A cross-sectional study of lung transplant recipients enrolled in Lung Transplant Go (LTGO), a randomized, controlled trial evaluating the efficacy of a telerehabilitation behavioral exercise intervention on physical function. Data were collected at the time of study enrollment for physical function using 30-second sit-to-stand test (STS-30), and patient-level factors: discharge destination, time since transplant, hospital length of stay, participation in exercise program outside the study, comorbidities, psychological distress, and symptoms. Regression analysis was performed to identify the association between physical function and patient-level factors.
A total of 72 lung transplant recipients with a mean age of 56 (13), 58% male, and 88% white, completed the STS-30. The bivariate analysis identified factors associated with STS-30, which are age, marital status, time since transplant, Questionnaire for Lung Transplant Patients' activity intolerance subscale, and psychological distress. Factors significantly predicted STS-30 using the regression analysis were age, time since transplant, and psychological distress (p< 0.05).

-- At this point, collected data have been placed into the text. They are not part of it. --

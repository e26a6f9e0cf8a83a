/// Admin vs. front-end classification

/// Path segment every WordPress admin screen lives under
pub const ADMIN_MARKER: &str = "/wp-admin/";

/// Login script, treated as part of the admin side
pub const LOGIN_MARKER: &str = "/wp-login.php";

/// Which side of the site the current page belongs to
#[derive(Debug, Clone, Copy, PartialEq, Eq)]
pub enum Mode {
    Admin,
    FrontEnd,
}

impl Mode {
    /// The side a toggle from this mode lands on
    pub fn opposite(self) -> Mode {
        match self {
            Mode::Admin => Mode::FrontEnd,
            Mode::FrontEnd => Mode::Admin,
        }
    }
}

/// Is this pathname a WordPress admin (or login) screen?
///
/// Plain case-sensitive substring check, no normalization.
pub fn is_admin_mode(pathname: &str) -> bool {
    pathname.contains(ADMIN_MARKER) || pathname.contains(LOGIN_MARKER)
}

pub fn classify_mode(pathname: &str) -> Mode {
    if is_admin_mode(pathname) {
        Mode::Admin
    } else {
        Mode::FrontEnd
    }
}
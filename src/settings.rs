/// User preferences, persisted in chrome.storage.sync
use serde::{Deserialize, Serialize};

/// Storage key shared with the options page
pub const OPEN_IN_NEW_TAB_KEY: &str = "openInNewTab";

#[derive(Debug, Clone, Default, PartialEq, Eq, Serialize, Deserialize)]
#[serde(rename_all = "camelCase", default)]
pub struct Settings {
    pub open_in_new_tab: bool,
}

impl Settings {
    pub fn new(open_in_new_tab: bool) -> Self {
        Settings { open_in_new_tab }
    }
}

#[cfg(test)]
mod tests {
    use super::*;

    #[test]
    fn test_default_is_same_tab() {
        assert!(!Settings::default().open_in_new_tab);
    }

    #[test]
    fn test_storage_key_matches_field_name() {
        let json = serde_json::to_value(Settings::new(true)).unwrap();

        assert_eq!(json.get(OPEN_IN_NEW_TAB_KEY), Some(&serde_json::Value::Bool(true)));
    }

    #[test]
    fn test_missing_key_uses_default() {
        let settings: Settings = serde_json::from_str("{}").unwrap();

        assert_eq!(settings, Settings::default());
    }

    #[test]
    fn test_unknown_keys_ignored() {
        let settings: Settings =
            serde_json::from_str(r#"{"openInNewTab": true, "theme": "dark"}"#).unwrap();

        assert!(settings.open_in_new_tab);
    }
}
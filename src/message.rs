/// Messages relayed from the extension's service worker
use std::fmt;

use serde::de::{self, Deserializer, IgnoredAny, MapAccess, SeqAccess, Visitor};
use serde::{Deserialize, Serialize};

/// A toggle request. Older builds sent `iconClicked` or `keyboardShortcut`,
/// current ones send `toggle`; any of them being truthy means "switch now".
#[derive(Debug, Clone, Default, PartialEq, Eq, Serialize, Deserialize)]
#[serde(rename_all = "camelCase", default)]
pub struct ToggleMessage {
    #[serde(deserialize_with = "truthy")]
    pub toggle: bool,
    #[serde(deserialize_with = "truthy")]
    pub icon_clicked: bool,
    #[serde(deserialize_with = "truthy")]
    pub keyboard_shortcut: bool,
}

impl ToggleMessage {
    pub fn requests_toggle(&self) -> bool {
        self.toggle || self.icon_clicked || self.keyboard_shortcut
    }
}

/// Reads any value with JavaScript truthiness
struct TruthyVisitor;

impl<'de> Visitor<'de> for TruthyVisitor {
    type Value = bool;

    fn expecting(&self, formatter: &mut fmt::Formatter) -> fmt::Result {
        formatter.write_str("any value")
    }

    fn visit_bool<E: de::Error>(self, v: bool) -> Result<bool, E> {
        Ok(v)
    }

    fn visit_i64<E: de::Error>(self, v: i64) -> Result<bool, E> {
        Ok(v != 0)
    }

    fn visit_u64<E: de::Error>(self, v: u64) -> Result<bool, E> {
        Ok(v != 0)
    }

    fn visit_f64<E: de::Error>(self, v: f64) -> Result<bool, E> {
        Ok(v != 0.0 && !v.is_nan())
    }

    fn visit_str<E: de::Error>(self, v: &str) -> Result<bool, E> {
        Ok(!v.is_empty())
    }

    fn visit_bytes<E: de::Error>(self, _v: &[u8]) -> Result<bool, E> {
        Ok(true)
    }

    fn visit_unit<E: de::Error>(self) -> Result<bool, E> {
        Ok(false)
    }

    fn visit_none<E: de::Error>(self) -> Result<bool, E> {
        Ok(false)
    }

    fn visit_some<D: Deserializer<'de>>(self, deserializer: D) -> Result<bool, D::Error> {
        deserializer.deserialize_any(TruthyVisitor)
    }

    // Objects and arrays are truthy even when empty
    fn visit_seq<A: SeqAccess<'de>>(self, mut seq: A) -> Result<bool, A::Error> {
        while seq.next_element::<IgnoredAny>()?.is_some() {}
        Ok(true)
    }

    fn visit_map<A: MapAccess<'de>>(self, mut map: A) -> Result<bool, A::Error> {
        while map.next_entry::<IgnoredAny, IgnoredAny>()?.is_some() {}
        Ok(true)
    }
}

fn truthy<'de, D: Deserializer<'de>>(deserializer: D) -> Result<bool, D::Error> {
    deserializer.deserialize_any(TruthyVisitor)
}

Age, time since lung transplantation, and psychological distress significantly predicted poor physical function. Interventions to prevent poor physical function post-lung transplantation should consider these factors. Research is needed to better understand patient-level factors on other physical function measures.
尽管肺移植后肺功能有显著改善,但肺移植受者的身体功能往往会下降。本研究的目的是调查肺移植受者身体功能与一系列患者层面因素之间的关联,以便研究人员和医疗服务提供者能够识别并更好地理解导致身体功能不佳的因素。
对参与“肺移植前行(LTGO)”的肺移植受者进行横断面研究,“肺移植前行”是一项评估远程康复行为运动干预对身体功能疗效的随机对照试验。在研究入组时收集身体功能数据,采用30秒坐立试验(STS - 30),以及患者层面因素:出院目的地、移植后的时间、住院时间、参与研究外的运动项目、合并症、心理困扰和症状。进行回归分析以确定身体功能与患者层面因素之间的关联。
共有72名肺移植受者完成了STS - 30,他们的平均年龄为56岁(13),58%为男性,88%为白人。双变量分析确定了与STS - 30相关的因素,即年龄、婚姻状况、移植后的时间、肺移植患者活动不耐受子量表问卷和心理困扰。使用回归分析显著预测STS - 30的因素是年龄、移植后的时间和心理困扰(p < 0.05)。
年龄、肺移植后的时间和心理困扰显著预测身体功能不佳。肺移植后预防身体功能不佳的干预措施应考虑这些因素。需要开展研究以更好地理解患者层面因素对其他身体功能指标的影响。